AstraZeneca, Courbevoie, France.
J Allergy Clin Immunol Pract. 2019 May-Jun;7(5):1477-1487. doi: 10.1016/j.jaip.2018.12.029. Epub 2019 Jan 25.
Severe asthma (SA) is defined by treatment intensity. The availability of national databases allows accurate estimation of the prevalence, long-term outcomes, and costs of SA.
To provide accurate information on SA, focusing on comorbidities, mortality, health care resource consumption, and associated costs.

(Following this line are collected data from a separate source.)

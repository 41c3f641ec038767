#![allow(unused_imports)]
pub mod dns_server_mock;
pub mod wire;

pub use dns_server_mock::MockDnsServer;
pub use wire::*;
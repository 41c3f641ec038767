#![allow(dead_code)]

use async_trait::async_trait;
use rootwalk_application::ports::{HostResolver, NameserverTransport};
use rootwalk_domain::{DomainError, DomainName, Message, RecordType};
use std::collections::HashMap;
use std::net::{IpAddr, Ipv4Addr};
use std::sync::Mutex;

#[derive(Clone)]
pub enum Reply {
    Respond(Message),
    Fail(DomainError),
}

pub fn timeout(server: Ipv4Addr) -> Reply {
    Reply::Fail(DomainError::Timeout {
        server: format!("{}:53", server),
    })
}

/// Scripted nameservers keyed by address. Each address replays its replies
/// in order and then repeats the last one. Unknown addresses time out.
/// Replies queued with `failing_first` are served before any script,
/// whichever server is asked.
pub struct MockTransport {
    scripts: Mutex<HashMap<Ipv4Addr, Vec<Reply>>>,
    leading: Mutex<Vec<Reply>>,
    queried: Mutex<Vec<Ipv4Addr>>,
}

impl MockTransport {
    pub fn new() -> Self {
        Self {
            scripts: Mutex::new(HashMap::new()),
            leading: Mutex::new(Vec::new()),
            queried: Mutex::new(Vec::new()),
        }
    }

    pub fn on(self, server: [u8; 4], reply: Reply) -> Self {
        self.on_sequence(server, vec![reply])
    }

    pub fn on_sequence(self, server: [u8; 4], replies: Vec<Reply>) -> Self {
        self.scripts
            .lock()
            .unwrap()
            .insert(Ipv4Addr::from(server), replies);
        self
    }

    pub fn failing_first(self, replies: Vec<Reply>) -> Self {
        *self.leading.lock().unwrap() = replies;
        self
    }

    pub fn queried(&self) -> Vec<Ipv4Addr> {
        self.queried.lock().unwrap().clone()
    }

    pub fn query_count(&self) -> usize {
        self.queried.lock().unwrap().len()
    }
}

impl Default for MockTransport {
    fn default() -> Self {
        Self::new()
    }
}

#[async_trait]
impl NameserverTransport for MockTransport {
    async fn query(
        &self,
        _name: &DomainName,
        _record_type: RecordType,
        server: Ipv4Addr,
    ) -> Result<Message, DomainError> {
        self.queried.lock().unwrap().push(server);

        {
            let mut leading = self.leading.lock().unwrap();
            if !leading.is_empty() {
                return match leading.remove(0) {
                    Reply::Respond(message) => Ok(message),
                    Reply::Fail(error) => Err(error),
                };
            }
        }

        let mut scripts = self.scripts.lock().unwrap();
        let reply = match scripts.get_mut(&server) {
            Some(replies) if replies.len() > 1 => replies.remove(0),
            Some(replies) if !replies.is_empty() => replies[0].clone(),
            _ => timeout(server),
        };

        match reply {
            Reply::Respond(message) => Ok(message),
            Reply::Fail(error) => Err(error),
        }
    }
}

/// Host lookups answered from a fixed table; every call is recorded.
pub struct MockHostResolver {
    hosts: HashMap<DomainName, Vec<IpAddr>>,
    calls: Mutex<Vec<DomainName>>,
}

impl MockHostResolver {
    pub fn new() -> Self {
        Self {
            hosts: HashMap::new(),
            calls: Mutex::new(Vec::new()),
        }
    }

    pub fn with_host(mut self, host: &str, addresses: &[&str]) -> Self {
        self.hosts.insert(
            host.parse().unwrap(),
            addresses.iter().map(|ip| ip.parse().unwrap()).collect(),
        );
        self
    }

    pub fn calls(&self) -> Vec<DomainName> {
        self.calls.lock().unwrap().clone()
    }
}

impl Default for MockHostResolver {
    fn default() -> Self {
        Self::new()
    }
}

#[async_trait]
impl HostResolver for MockHostResolver {
    async fn resolve_host(&self, host: &DomainName) -> Result<Vec<IpAddr>, DomainError> {
        self.calls.lock().unwrap().push(host.clone());
        self.hosts
            .get(host)
            .cloned()
            .ok_or_else(|| DomainError::HostLookup {
                host: host.to_string(),
                reason: "no such host".to_string(),
            })
    }
}
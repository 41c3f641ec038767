use crate::{DomainName, NameServer, RecordType};
use std::net::IpAddr;

/// Outcome of a lookup that reached an authoritative server.
#[derive(Debug, Clone, PartialEq, Eq)]
pub struct Resolution {
    pub domain: DomainName,
    pub record_type: RecordType,
    /// Every A and AAAA answer, in the order the server sent them.
    pub addresses: Vec<IpAddr>,
    /// Alias reported for `domain`, if the answer carried one. Not followed.
    pub cname: Option<DomainName>,
    /// The server that gave the authoritative answer.
    pub server: NameServer,
    pub queries_sent: usize,
}

impl Resolution {
    pub fn is_empty(&self) -> bool {
        self.addresses.is_empty()
    }
}
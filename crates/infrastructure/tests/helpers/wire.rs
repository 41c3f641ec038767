#![allow(dead_code)]

/// Uncompressed wire form of a dotted name.
pub fn name_bytes(name: &str) -> Vec<u8> {
    let mut out = Vec::new();
    for label in name.split('.').filter(|l| !l.is_empty()) {
        out.push(label.len() as u8);
        out.extend_from_slice(label.as_bytes());
    }
    out.push(0);
    out
}

/// Hand-assembled response messages. Owner names are raw bytes so tests can
/// place compression pointers wherever they like.
pub struct WireBuilder {
    id: u16,
    flags: u16,
    question: Vec<u8>,
    qdcount: u16,
    sections: [Vec<u8>; 3],
    counts: [u16; 3],
}

pub const ANSWER: usize = 0;
pub const AUTHORITY: usize = 1;
pub const ADDITIONAL: usize = 2;

impl WireBuilder {
    pub fn response(id: u16) -> Self {
        Self {
            id,
            flags: 0x8000,
            question: Vec::new(),
            qdcount: 0,
            sections: [Vec::new(), Vec::new(), Vec::new()],
            counts: [0; 3],
        }
    }

    pub fn authoritative(mut self) -> Self {
        self.flags |= 0x0400;
        self
    }

    pub fn truncated(mut self) -> Self {
        self.flags |= 0x0200;
        self
    }

    /// Question for `name` type `qtype` class IN. Its name starts at offset 12.
    pub fn question(mut self, name: &str, qtype: u16) -> Self {
        self.question.extend_from_slice(&name_bytes(name));
        self.question.extend_from_slice(&qtype.to_be_bytes());
        self.question.extend_from_slice(&1u16.to_be_bytes());
        self.qdcount += 1;
        self
    }

    pub fn record(mut self, section: usize, owner: &[u8], rtype: u16, rdata: &[u8]) -> Self {
        let buf = &mut self.sections[section];
        buf.extend_from_slice(owner);
        buf.extend_from_slice(&rtype.to_be_bytes());
        buf.extend_from_slice(&1u16.to_be_bytes());
        buf.extend_from_slice(&3600u32.to_be_bytes());
        buf.extend_from_slice(&(rdata.len() as u16).to_be_bytes());
        buf.extend_from_slice(rdata);
        self.counts[section] += 1;
        self
    }

    pub fn build(self) -> Vec<u8> {
        let mut out = Vec::new();
        out.extend_from_slice(&self.id.to_be_bytes());
        out.extend_from_slice(&self.flags.to_be_bytes());
        out.extend_from_slice(&self.qdcount.to_be_bytes());
        for count in self.counts {
            out.extend_from_slice(&count.to_be_bytes());
        }
        out.extend_from_slice(&self.question);
        for section in &self.sections {
            out.extend_from_slice(section);
        }
        out
    }
}

/// Pointer to the question name at offset 12.
pub const QNAME_PTR: [u8; 2] = [0xC0, 0x0C];
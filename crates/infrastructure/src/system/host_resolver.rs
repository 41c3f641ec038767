use async_trait::async_trait;
use rootwalk_application::ports::HostResolver;
use rootwalk_domain::{DomainError, DomainName};
use std::net::IpAddr;
use std::time::Duration;
use tracing::debug;

/// Looks nameserver host names up through the operating system resolver
/// (`getaddrinfo` via tokio), not through the iterative walk.
pub struct SystemHostResolver {
    timeout: Duration,
}

impl SystemHostResolver {
    pub fn new(timeout: Duration) -> Self {
        Self { timeout }
    }
}

#[async_trait]
impl HostResolver for SystemHostResolver {
    async fn resolve_host(&self, host: &DomainName) -> Result<Vec<IpAddr>, DomainError> {
        let target = host.to_host_string();

        debug!(host = %host, "Performing system host lookup");

        let addrs_iter =
            tokio::time::timeout(self.timeout, tokio::net::lookup_host((target.as_str(), 0)))
                .await
                .map_err(|_| DomainError::HostLookup {
                    host: host.to_string(),
                    reason: format!("timed out after {:?}", self.timeout),
                })?
                .map_err(|e| DomainError::HostLookup {
                    host: host.to_string(),
                    reason: e.to_string(),
                })?;

        let mut addresses: Vec<IpAddr> = Vec::new();
        for addr in addrs_iter {
            if !addresses.contains(&addr.ip()) {
                addresses.push(addr.ip());
            }
        }

        if addresses.is_empty() {
            return Err(DomainError::HostLookup {
                host: host.to_string(),
                reason: "no addresses found".to_string(),
            });
        }

        debug!(host = %host, count = addresses.len(), "System host lookup finished");
        Ok(addresses)
    }
}
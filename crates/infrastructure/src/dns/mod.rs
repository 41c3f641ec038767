pub mod client;
pub mod codec;
pub mod transport;

pub use client::UdpNameserverClient;
pub use codec::{QueryBuilder, RecordTypeMapper, ResponseParser};
pub use transport::UdpTransport;
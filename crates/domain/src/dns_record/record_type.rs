use std::fmt;
use std::str::FromStr;

#[derive(Debug, Clone, Copy, PartialEq, Eq, Hash)]
pub enum RecordType {
    A,
    NS,
    CNAME,
    SOA,
    PTR,
    MX,
    TXT,
    AAAA,
    SRV,
    OPT,
    DS,
    RRSIG,
    DNSKEY,
    Unknown(u16),
}

impl RecordType {
    pub fn as_str(&self) -> &'static str {
        match self {
            RecordType::A => "A",
            RecordType::NS => "NS",
            RecordType::CNAME => "CNAME",
            RecordType::SOA => "SOA",
            RecordType::PTR => "PTR",
            RecordType::MX => "MX",
            RecordType::TXT => "TXT",
            RecordType::AAAA => "AAAA",
            RecordType::SRV => "SRV",
            RecordType::OPT => "OPT",
            RecordType::DS => "DS",
            RecordType::RRSIG => "RRSIG",
            RecordType::DNSKEY => "DNSKEY",
            RecordType::Unknown(_) => "UNKNOWN",
        }
    }

    pub fn to_u16(&self) -> u16 {
        match self {
            RecordType::A => 1,
            RecordType::NS => 2,
            RecordType::CNAME => 5,
            RecordType::SOA => 6,
            RecordType::PTR => 12,
            RecordType::MX => 15,
            RecordType::TXT => 16,
            RecordType::AAAA => 28,
            RecordType::SRV => 33,
            RecordType::OPT => 41,
            RecordType::DS => 43,
            RecordType::RRSIG => 46,
            RecordType::DNSKEY => 48,
            RecordType::Unknown(code) => *code,
        }
    }

    pub fn from_u16(code: u16) -> Self {
        match code {
            1 => RecordType::A,
            2 => RecordType::NS,
            5 => RecordType::CNAME,
            6 => RecordType::SOA,
            12 => RecordType::PTR,
            15 => RecordType::MX,
            16 => RecordType::TXT,
            28 => RecordType::AAAA,
            33 => RecordType::SRV,
            41 => RecordType::OPT,
            43 => RecordType::DS,
            46 => RecordType::RRSIG,
            48 => RecordType::DNSKEY,
            other => RecordType::Unknown(other),
        }
    }
}

impl fmt::Display for RecordType {
    fn fmt(&self, f: &mut fmt::Formatter<'_>) -> fmt::Result {
        match self {
            RecordType::Unknown(code) => write!(f, "TYPE{}", code),
            known => write!(f, "{}", known.as_str()),
        }
    }
}

impl FromStr for RecordType {
    type Err = String;

    fn from_str(s: &str) -> Result<Self, Self::Err> {
        let upper = s.trim().to_ascii_uppercase();
        let parsed = match upper.as_str() {
            "A" => RecordType::A,
            "NS" => RecordType::NS,
            "CNAME" => RecordType::CNAME,
            "SOA" => RecordType::SOA,
            "PTR" => RecordType::PTR,
            "MX" => RecordType::MX,
            "TXT" => RecordType::TXT,
            "AAAA" => RecordType::AAAA,
            "SRV" => RecordType::SRV,
            "OPT" => RecordType::OPT,
            "DS" => RecordType::DS,
            "RRSIG" => RecordType::RRSIG,
            "DNSKEY" => RecordType::DNSKEY,
            other => {
                let code = other
                    .strip_prefix("TYPE")
                    .and_then(|digits| digits.parse::<u16>().ok())
                    .ok_or_else(|| format!("Unknown record type '{}'", s))?;
                RecordType::from_u16(code)
            }
        };
        Ok(parsed)
    }
}
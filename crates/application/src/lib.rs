//! Rootwalk Application Layer
//!
//! Ports the resolver needs from the outside world and the use case that
//! walks the DNS hierarchy with them.
pub mod ports;
pub mod services;
pub mod use_cases;
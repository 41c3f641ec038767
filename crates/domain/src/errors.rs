use crate::config::ConfigError;
use thiserror::Error;

#[derive(Error, Debug, Clone, PartialEq, Eq)]
pub enum DomainError {
    #[error("Invalid domain name: {0}")]
    InvalidDomainName(String),

    #[error("Failed to open UDP socket to {server}: {reason}")]
    Dial { server: String, reason: String },

    #[error("Timeout talking to {server}")]
    Timeout { server: String },

    #[error("Malformed DNS message: {0}")]
    Protocol(String),

    #[error("Referral for {zone} carries no NS records")]
    EmptyReferral { zone: String },

    #[error("None of the nameservers for {zone} could be resolved to an address")]
    NameResolutionFailure { zone: String },

    #[error("All root servers failed after {attempts} attempts")]
    RootServersExhausted { attempts: usize },

    #[error("Referral chain exceeded {limit} steps")]
    ReferralLimitExceeded { limit: usize },

    #[error("Host lookup for {host} failed: {reason}")]
    HostLookup { host: String, reason: String },

    #[error("Configuration error: {0}")]
    ConfigError(String),
}

impl DomainError {
    /// Failures of a single exchange with a nameserver. These are the only
    /// kinds that make the resolver move on to another root server.
    pub fn is_transport_error(&self) -> bool {
        matches!(
            self,
            DomainError::Dial { .. } | DomainError::Timeout { .. } | DomainError::Protocol(_)
        )
    }

    /// Short status label used in the final report.
    pub fn status(&self) -> &'static str {
        match self {
            DomainError::InvalidDomainName(_) => "INVALID_NAME",
            DomainError::Dial { .. } => "DIAL_ERROR",
            DomainError::Timeout { .. } => "TIMEOUT",
            DomainError::Protocol(_) => "PROTOCOL_ERROR",
            DomainError::EmptyReferral { .. } => "EMPTY_REFERRAL",
            DomainError::NameResolutionFailure { .. } => "NS_UNRESOLVABLE",
            DomainError::RootServersExhausted { .. } => "ROOTS_EXHAUSTED",
            DomainError::ReferralLimitExceeded { .. } => "REFERRAL_LIMIT",
            DomainError::HostLookup { .. } => "HOST_LOOKUP",
            DomainError::ConfigError(_) => "CONFIG",
        }
    }
}

impl From<ConfigError> for DomainError {
    fn from(err: ConfigError) -> Self {
        DomainError::ConfigError(err.to_string())
    }
}
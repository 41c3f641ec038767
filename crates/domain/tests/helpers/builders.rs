#![allow(dead_code)]
use rootwalk_domain::{DomainName, Header, Message, RecordType, ResourceRecord};
use std::net::{Ipv4Addr, Ipv6Addr};

pub fn name(s: &str) -> DomainName {
    s.parse().unwrap()
}

pub struct ResponseBuilder {
    message: Message,
}

impl ResponseBuilder {
    pub fn new(query_name: &str) -> Self {
        let mut message = Message::query(1, name(query_name), RecordType::A);
        message.header = Header {
            id: 1,
            flags: 0x8000,
        };
        Self { message }
    }

    pub fn authoritative(mut self) -> Self {
        self.message.header.flags |= 0x0400;
        self
    }

    pub fn answer_a(mut self, owner: &str, ip: [u8; 4]) -> Self {
        self.message
            .answers
            .push(ResourceRecord::a(name(owner), 300, Ipv4Addr::from(ip)));
        self
    }

    pub fn ns(mut self, zone: &str, nameserver: &str) -> Self {
        self.message
            .authorities
            .push(ResourceRecord::ns(name(zone), 172800, name(nameserver)));
        self
    }

    pub fn glue_a(mut self, owner: &str, ip: [u8; 4]) -> Self {
        self.message
            .additionals
            .push(ResourceRecord::a(name(owner), 172800, Ipv4Addr::from(ip)));
        self
    }

    pub fn glue_aaaa(mut self, owner: &str, ip: Ipv6Addr) -> Self {
        self.message
            .additionals
            .push(ResourceRecord::aaaa(name(owner), 172800, ip));
        self
    }

    pub fn build(self) -> Message {
        self.message
    }
}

A cohort of patients with SA identified in 2012 was extracted from a French representative claims database and followed for 3 years. Their characteristics, comorbidities, mortality, and direct costs were compared with a matched control group without asthma.
A total of 690 patients with SA were matched to 2070 patients without asthma (mean age, 61 years; 65.7% women). The prevalence of SA was estimated to be 0.18% to 0.51% of the French adult population. Comorbidities were more frequent in patients with SA (73.9% suffered from cardiovascular disease vs 54.3% in controls; P < .001). A total of 58.7% of patients with SA used oral corticosteroids (OCS) in 2012 with a mean intake of 3.3 boxes/year/patient and 9% received ≥6 dispensings of OCS. A total of 6.7% were treated by omalizumab. Patients with SA were more frequently hospitalized (33.2% vs 19.7%; P < .001), more frequently consulted a general practitioner (97.8% vs 83.9%; P < .001) (9.8 ± 6.8 vs 6.2 ± 5.3 consultations/year; P < .001), and 31% have consulted a private respiratory physician. Compared with controls, 3-year cumulative mortality was higher in SA (7.1% vs 4.5%; P = .007). Direct medical cost was $9227 versus $3950 (P < .001) mostly driven by medication costs.
The prevalence of SA in the French adult population is at least 18 of 10,000. Burden of disease is high with respect to comorbidities, mortality, and asthma-related health care resource use.
重度哮喘(SA)是根据治疗强度来定义的。国家数据库的可用性使得对 SA 的患病率、长期结局和成本的准确估计成为可能。
提供关于 SA 的准确信息,重点关注合并症、死亡率、医疗资源消耗和相关成本。
从法国具有代表性的索赔数据库中提取了 2012 年确诊的 SA 患者队列,并对其进行了 3 年的随访。将他们的特征、合并症、死亡率和直接成本与没有哮喘的匹配对照组进行比较。
共有 690 名 SA 患者与 2070 名没有哮喘的患者相匹配(平均年龄 61 岁;65.7%为女性)。SA 的患病率估计为法国成年人口的 0.18%至 0.51%。SA 患者的合并症更为常见(73.9%患有心血管疾病,而对照组为 54.3%;P<0.001)。2012 年,共有 58.7%的 SA 患者使用口服皮质类固醇(OCS),平均每年每名患者使用 3.3 盒,9%的患者接受了≥6 次 OCS 配药。共有 6.7%的患者接受了奥马珠单抗治疗。SA 患者住院治疗的比例更高(33.2%比 19.7%;P<0.001),更频繁地就诊于全科医生(97.8%比 83.9%;P<0.001)(9.8±6.8 次/年比 6.2±5.3 次/年;P<0.001),31%的患者就诊于私人呼吸科医生。与对照组相比,SA 患者的 3 年累积死亡率更高(7.1%比 4.5%;P=0.007)。直接医疗费用为 9227 美元,而对照组为 3950 美元(P<0.001),主要由药物费用驱动。
法国成年人群中 SA 的患病率至少为每 10000 人中有 18 人。疾病负担高,与合并症、死亡率和与哮喘相关的医疗资源使用有关。